The Physicians Committee for Responsible Medicine (PCRM) states that more than 85 percent of American medical schools have discontinued using live animals in their laboratories. Stony Brook University’s Health Sciences Center (HSC) and the School of Medicine are not part of that 85 percent.
PCRM, which is made up of both doctors and laypeople devoted to compassionate and effective medical practices and research, lists the HSC and the School of Medicine as one of 14 medical schools in the United States that use live animals to educate their students about basic human physiology, pharmacology or surgery concepts.
Comparatively, PCRM lists 111 U.S. medical schools whose curriculum does not include live animal laboratories.
Thomas Zimmerman, the director of the Division of Laboratory Animal Resources at SB, described the bulk of the University’s current experiments with live animals as being basic research projects to help understand how humans and other organisms function.
Animals used in medical laboratories at SB are primarily rats and mice, Zimmerman said in a telephone interview. The school also houses frogs, pigeons, turkeys, snakes, hamsters, gerbils, guinea pigs and rabbits for research purposes.
‘My job is to make sure the animals are treated humanely,’ said Zimmerman. He added that ‘We offer training so that students are properly instructed before they do any experiments with animals.’

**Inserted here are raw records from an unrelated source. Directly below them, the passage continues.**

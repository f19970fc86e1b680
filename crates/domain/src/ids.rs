use std::fmt;

use serde::{Deserialize, Serialize};
use uuid::Uuid;

/// Document identifier within a store collection.
///
/// Caller-supplied ids are arbitrary strings; generated ids are
/// UUID-v4 strings allocated client-side so batched writes never need
/// a round-trip to learn their id.
#[derive(Debug, Clone, PartialEq, Eq, Hash, Serialize, Deserialize)]
#[serde(transparent)]
pub struct DocId(String);

impl DocId {
    pub fn generate() -> Self {
        Self(Uuid::new_v4().to_string())
    }

    pub fn as_str(&self) -> &str {
        &self.0
    }

    pub fn into_string(self) -> String {
        self.0
    }
}

impl fmt::Display for DocId {
    fn fmt(&self, f: &mut fmt::Formatter<'_>) -> fmt::Result {
        write!(f, "{}", self.0)
    }
}

impl From<String> for DocId {
    fn from(value: String) -> Self {
        Self(value)
    }
}

impl From<&str> for DocId {
    fn from(value: &str) -> Self {
        Self(value.to_string())
    }
}

impl From<DocId> for String {
    fn from(value: DocId) -> Self {
        value.0
    }
}

impl AsRef<str> for DocId {
    fn as_ref(&self) -> &str {
        &self.0
    }
}
//! PTU Sheet Backend domain.
//!
//! Record types stored by the backend (edges, features, classes,
//! trainer sheets) plus the pure stat math that derives action points,
//! hit points, and evasion from stored attributes. No I/O lives here.

pub mod entities;
pub mod ids;
pub mod stats;

pub use entities::{
    ActionPoints, BasicInfo, Build, Class, CombatStat, CombatStats, DerivedStats, Edge, Evasion,
    Feature, Prerequisite, Progression, Skills, Trainer,
};
pub use ids::DocId;
pub use stats::{ap_max, evasion_from_stat, stat_current, trainer_hp_max};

Yet, according to PCRM, it is not necessary for students to have their training on live animals to become successful physicians.
In a telephone interview, Jorge Velasco, the Director of Laboratory Animal Facilities at the State University of New York at Buffalo’s School of Medicine and Biomedical Sciences, said that ‘We don’t need to use live animals to train our students anymore.’ Additionally, Velasco said, ‘We encourage the use of computer simulations, tissue cultures and other techniques instead.’

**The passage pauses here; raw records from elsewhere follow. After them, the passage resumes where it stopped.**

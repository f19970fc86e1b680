//! In-memory document store for stateful test assertions.
//!
//! Mock expectations work for single-call ports, but the bulk
//! batcher needs a store that remembers what was committed, in how
//! many commits, and what each document looks like afterwards. This
//! fixture records all of that and can inject commit failures.

use std::collections::BTreeMap;
use std::sync::{Arc, Mutex};

use async_trait::async_trait;

use ptu_domain::DocId;

use crate::infrastructure::ports::{
    Document, DocumentStore, Fields, StoreError, WriteBatch, MAX_OPS_PER_COMMIT,
};

#[derive(Default)]
struct StoreState {
    // collection -> doc_id -> fields
    documents: BTreeMap<String, BTreeMap<String, Fields>>,
    committed_op_sizes: Vec<usize>,
    fail_commits_from: Option<usize>,
}

/// Shared-state in-memory store implementing the full port contract,
/// including merge semantics and the per-commit operation ceiling.
#[derive(Clone, Default)]
pub struct InMemoryStore {
    state: Arc<Mutex<StoreState>>,
}

impl InMemoryStore {
    pub fn new() -> Self {
        Self::default()
    }

    /// Fail every commit starting from the `n`th (zero-based).
    pub fn fail_commits_from(self, n: usize) -> Self {
        self.state.lock().expect("store lock").fail_commits_from = Some(n);
        self
    }

    pub fn commit_count(&self) -> usize {
        self.state.lock().expect("store lock").committed_op_sizes.len()
    }

    /// Operation counts of the successful commits, in commit order.
    pub fn committed_op_sizes(&self) -> Vec<usize> {
        self.state
            .lock()
            .expect("store lock")
            .committed_op_sizes
            .clone()
    }

    pub fn collection_len(&self, collection: &str) -> usize {
        self.state
            .lock()
            .expect("store lock")
            .documents
            .get(collection)
            .map_or(0, |c| c.len())
    }

    pub fn document(&self, collection: &str, id: &str) -> Option<Fields> {
        self.state
            .lock()
            .expect("store lock")
            .documents
            .get(collection)
            .and_then(|c| c.get(id))
            .cloned()
    }
}

#[async_trait]
impl DocumentStore for InMemoryStore {
    async fn list(&self, collection: &str) -> Result<Vec<Document>, StoreError> {
        let state = self.state.lock().expect("store lock");
        Ok(state
            .documents
            .get(collection)
            .map(|c| {
                c.iter()
                    .map(|(id, fields)| Document {
                        id: DocId::from(id.as_str()),
                        fields: fields.clone(),
                    })
                    .collect()
            })
            .unwrap_or_default())
    }

    fn allocate_id(&self) -> DocId {
        DocId::generate()
    }

    fn batch(&self) -> Box<dyn WriteBatch> {
        Box::new(InMemoryBatch {
            state: self.state.clone(),
            ops: Vec::new(),
        })
    }
}

struct QueuedWrite {
    collection: String,
    doc_id: String,
    fields: Fields,
    merge: bool,
}

struct InMemoryBatch {
    state: Arc<Mutex<StoreState>>,
    ops: Vec<QueuedWrite>,
}

#[async_trait]
impl WriteBatch for InMemoryBatch {
    fn set(&mut self, collection: &str, id: &DocId, fields: Fields) {
        self.ops.push(QueuedWrite {
            collection: collection.to_string(),
            doc_id: id.to_string(),
            fields,
            merge: false,
        });
    }

    fn merge(&mut self, collection: &str, id: &DocId, fields: Fields) {
        self.ops.push(QueuedWrite {
            collection: collection.to_string(),
            doc_id: id.to_string(),
            fields,
            merge: true,
        });
    }

    fn ops(&self) -> usize {
        self.ops.len()
    }

    async fn commit(self: Box<Self>) -> Result<(), StoreError> {
        let InMemoryBatch { state, ops } = *self;
        if ops.len() > MAX_OPS_PER_COMMIT {
            return Err(StoreError::WriteFailed(format!(
                "batch of {} operations exceeds the {}-operation commit limit",
                ops.len(),
                MAX_OPS_PER_COMMIT
            )));
        }

        let mut state = state.lock().expect("store lock");
        if let Some(from) = state.fail_commits_from {
            if state.committed_op_sizes.len() >= from {
                return Err(StoreError::WriteFailed("injected commit failure".to_string()));
            }
        }

        let op_count = ops.len();
        for op in ops {
            let collection = state.documents.entry(op.collection).or_default();
            if op.merge {
                let doc = collection.entry(op.doc_id).or_default();
                doc.extend(op.fields);
            } else {
                collection.insert(op.doc_id, op.fields);
            }
        }
        state.committed_op_sizes.push(op_count);
        Ok(())
    }
}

The American Anti-Vivisection Society lists various resources, such as mathematical models, computer simulations and human cell and tissue cultures as alternatives to using live animals in research experiments.
While SB does use technological alternatives to live testing, the University has not abolished the use of live animals for medical student research as its fellow SUNY schools have. Zimmerman explained that by using the University’s new equipment, students can use the same animal more than once in experiments, before it is euthanized. ‘We have dramatically decreased the number of animals needed in research,’ Zimmerman said.
Matthew Rammelkamp, a SB alumnus who voices his concerns for animal rights in the SB community, said he objects to having live animal laboratories available to medical students. ‘You are training students before they enter the medical field that animals are a commodity,’ he said.
Yet, Zimmerman said that the University rarely meets opposition on the issue of live animal laboratories. ‘I think a lot of people here, since they are in the science field, understand that it is a necessary thing to do to advance science,’ he said.